Last night, my wife and I sat on the couch enjoying a relaxing evening in front of the TV, watching some of our favorite shows that we had recorded in the last week. We finished the last one we were going to watch for the night, and the TV switched over to the regular TV stations. It happened to be tuned into CNN, which was showing Anderson Cooper 360. And, rather than the obligatory coverage of the tight Democratic primary race, or the changes in New Orleans since the show’s last visit to the city (Anderson Cooper was on site in N.O.), the show was showing breaking news coverage on the shooting spree that happened inside a lecture hall at Northern Illinois University yesterday.
The two of us just sat numbed, in shock. It can’t be good when such stories have become routine, when the images of people fleeing for their lives is as normal in real life as it is inside the suspended disbelief of a movie theater. What is it that has happened in the last ten or fifteen years that has brought us to the point of wondering whether colleges could ever be safe, whether a trip to a mall for a day out could ever be relaxing again, whether any public place is really safe again. I know many places in the world deal with this, and have dealt with this for long years. But it’s new here, to me.
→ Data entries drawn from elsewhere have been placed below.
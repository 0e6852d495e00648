//! Concept model: types and things as one flat tagged enum.
//!
//! A [`Concept`] is whatever the server hands back in an answer. Instead of a
//! class lattice (Concept → Thing → Entity ...) every kind is a variant, and
//! the `as_*` accessors are the safe down-casts.

use std::fmt;

use serde::{Deserialize, Serialize};

use crate::error::{Result, TypeDBError};

/// A type label, optionally scoped (role types are scoped by their relation).
#[derive(Debug, Clone, PartialEq, Eq, Hash, Serialize, Deserialize)]
pub struct Label {
    pub scope: Option<String>,
    pub name: String,
}

impl Label {
    /// An unscoped label.
    pub fn new(name: impl Into<String>) -> Self {
        Self {
            scope: None,
            name: name.into(),
        }
    }

    /// A label scoped by `scope`, e.g. `marriage:spouse`.
    pub fn scoped(scope: impl Into<String>, name: impl Into<String>) -> Self {
        Self {
            scope: Some(scope.into()),
            name: name.into(),
        }
    }

    /// Parse `name` or `scope:name`.
    pub fn parse(text: &str) -> Self {
        match text.split_once(':') {
            Some((scope, name)) => Self::scoped(scope, name),
            None => Self::new(text),
        }
    }
}

impl fmt::Display for Label {
    fn fmt(&self, f: &mut fmt::Formatter<'_>) -> fmt::Result {
        match &self.scope {
            Some(scope) => write!(f, "{}:{}", scope, self.name),
            None => f.write_str(&self.name),
        }
    }
}

/// Internal identifier of a thing.
#[derive(Debug, Clone, PartialEq, Eq, Hash, Serialize, Deserialize)]
#[serde(transparent)]
pub struct Iid(#[serde(with = "serde_bytes")] pub Vec<u8>);

impl fmt::Display for Iid {
    fn fmt(&self, f: &mut fmt::Formatter<'_>) -> fmt::Result {
        f.write_str("0x")?;
        for byte in &self.0 {
            write!(f, "{:02x}", byte)?;
        }
        Ok(())
    }
}

/// Value type of an attribute type.
#[derive(Debug, Clone, Copy, PartialEq, Eq, Hash, Serialize, Deserialize)]
pub enum ValueType {
    Object,
    Boolean,
    Long,
    Double,
    String,
    DateTime,
}

/// An attribute value.
#[derive(Debug, Clone, PartialEq, Serialize, Deserialize)]
pub enum Value {
    Boolean(bool),
    Long(i64),
    Double(f64),
    String(String),
    /// Milliseconds since the Unix epoch.
    DateTime(i64),
}

impl Value {
    pub fn value_type(&self) -> ValueType {
        match self {
            Self::Boolean(_) => ValueType::Boolean,
            Self::Long(_) => ValueType::Long,
            Self::Double(_) => ValueType::Double,
            Self::String(_) => ValueType::String,
            Self::DateTime(_) => ValueType::DateTime,
        }
    }

    pub fn as_boolean(&self) -> Option<bool> {
        match self {
            Self::Boolean(value) => Some(*value),
            _ => None,
        }
    }

    pub fn as_long(&self) -> Option<i64> {
        match self {
            Self::Long(value) => Some(*value),
            _ => None,
        }
    }

    pub fn as_double(&self) -> Option<f64> {
        match self {
            Self::Double(value) => Some(*value),
            _ => None,
        }
    }

    pub fn as_string(&self) -> Option<&str> {
        match self {
            Self::String(value) => Some(value),
            _ => None,
        }
    }

    pub fn as_date_time(&self) -> Option<i64> {
        match self {
            Self::DateTime(millis) => Some(*millis),
            _ => None,
        }
    }
}

/// Schema-level data shared by entity and relation types.
#[derive(Debug, Clone, PartialEq, Eq, Serialize, Deserialize)]
pub struct TypeInfo {
    pub label: Label,
    pub is_root: bool,
    pub is_abstract: bool,
}

/// An attribute type and its value type.
#[derive(Debug, Clone, PartialEq, Eq, Serialize, Deserialize)]
pub struct AttributeTypeInfo {
    pub label: Label,
    pub is_root: bool,
    pub is_abstract: bool,
    pub value_type: ValueType,
}

/// An entity or relation instance.
#[derive(Debug, Clone, PartialEq, Eq, Serialize, Deserialize)]
pub struct ThingInfo {
    pub iid: Iid,
    pub type_label: Label,
    pub inferred: bool,
}

/// An attribute instance.
#[derive(Debug, Clone, PartialEq, Serialize, Deserialize)]
pub struct AttributeInfo {
    pub iid: Iid,
    pub type_label: Label,
    pub inferred: bool,
    pub value: Value,
}

/// Any concept returned by the server.
#[derive(Debug, Clone, PartialEq, Serialize, Deserialize)]
pub enum Concept {
    RootThingType,
    EntityType(TypeInfo),
    RelationType(TypeInfo),
    AttributeType(AttributeTypeInfo),
    RoleType(TypeInfo),
    Entity(ThingInfo),
    Relation(ThingInfo),
    Attribute(AttributeInfo),
}

impl Concept {
    /// Name of this concept's kind, used in cast errors.
    pub fn kind_name(&self) -> &'static str {
        match self {
            Self::RootThingType => "ThingType",
            Self::EntityType(_) => "EntityType",
            Self::RelationType(_) => "RelationType",
            Self::AttributeType(_) => "AttributeType",
            Self::RoleType(_) => "RoleType",
            Self::Entity(_) => "Entity",
            Self::Relation(_) => "Relation",
            Self::Attribute(_) => "Attribute",
        }
    }

    pub fn is_type(&self) -> bool {
        !self.is_thing()
    }

    pub fn is_thing(&self) -> bool {
        matches!(
            self,
            Self::Entity(_) | Self::Relation(_) | Self::Attribute(_)
        )
    }

    /// Label of a type, or of the type of a thing.
    pub fn label(&self) -> Label {
        match self {
            Self::RootThingType => Label::new("thing"),
            Self::EntityType(info) | Self::RelationType(info) | Self::RoleType(info) => {
                info.label.clone()
            }
            Self::AttributeType(info) => info.label.clone(),
            Self::Entity(info) | Self::Relation(info) => info.type_label.clone(),
            Self::Attribute(info) => info.type_label.clone(),
        }
    }

    /// IID of a thing; `None` for types.
    pub fn iid(&self) -> Option<&Iid> {
        match self {
            Self::Entity(info) | Self::Relation(info) => Some(&info.iid),
            Self::Attribute(info) => Some(&info.iid),
            _ => None,
        }
    }

    fn cast_error(&self, to: &'static str) -> TypeDBError {
        TypeDBError::InvalidConceptCast {
            from: self.kind_name(),
            to,
        }
    }

    pub fn as_entity_type(&self) -> Result<&TypeInfo> {
        match self {
            Self::EntityType(info) => Ok(info),
            other => Err(other.cast_error("EntityType")),
        }
    }

    pub fn as_relation_type(&self) -> Result<&TypeInfo> {
        match self {
            Self::RelationType(info) => Ok(info),
            other => Err(other.cast_error("RelationType")),
        }
    }

    pub fn as_attribute_type(&self) -> Result<&AttributeTypeInfo> {
        match self {
            Self::AttributeType(info) => Ok(info),
            other => Err(other.cast_error("AttributeType")),
        }
    }

    pub fn as_entity(&self) -> Result<&ThingInfo> {
        match self {
            Self::Entity(info) => Ok(info),
            other => Err(other.cast_error("Entity")),
        }
    }

    pub fn as_relation(&self) -> Result<&ThingInfo> {
        match self {
            Self::Relation(info) => Ok(info),
            other => Err(other.cast_error("Relation")),
        }
    }

    pub fn as_attribute(&self) -> Result<&AttributeInfo> {
        match self {
            Self::Attribute(info) => Ok(info),
            other => Err(other.cast_error("Attribute")),
        }
    }
}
I wonder what we can do for my generation and the one after (those born post 1975) to curb the pain, the frustration, the loss of grounding that is spinning us out of control. It’s not for want of the knowledge of the message those of us who follow Christ know we need to share. There’s something else missing. Whether it is what we are saying, how we are saying it, or some other thing, I don’t know. Publishing houses make money off of those arguing to figure it out. But something has to change. Our ministry as a church must change and meet the needs of those who are hurting and broken. We aren’t doing it now.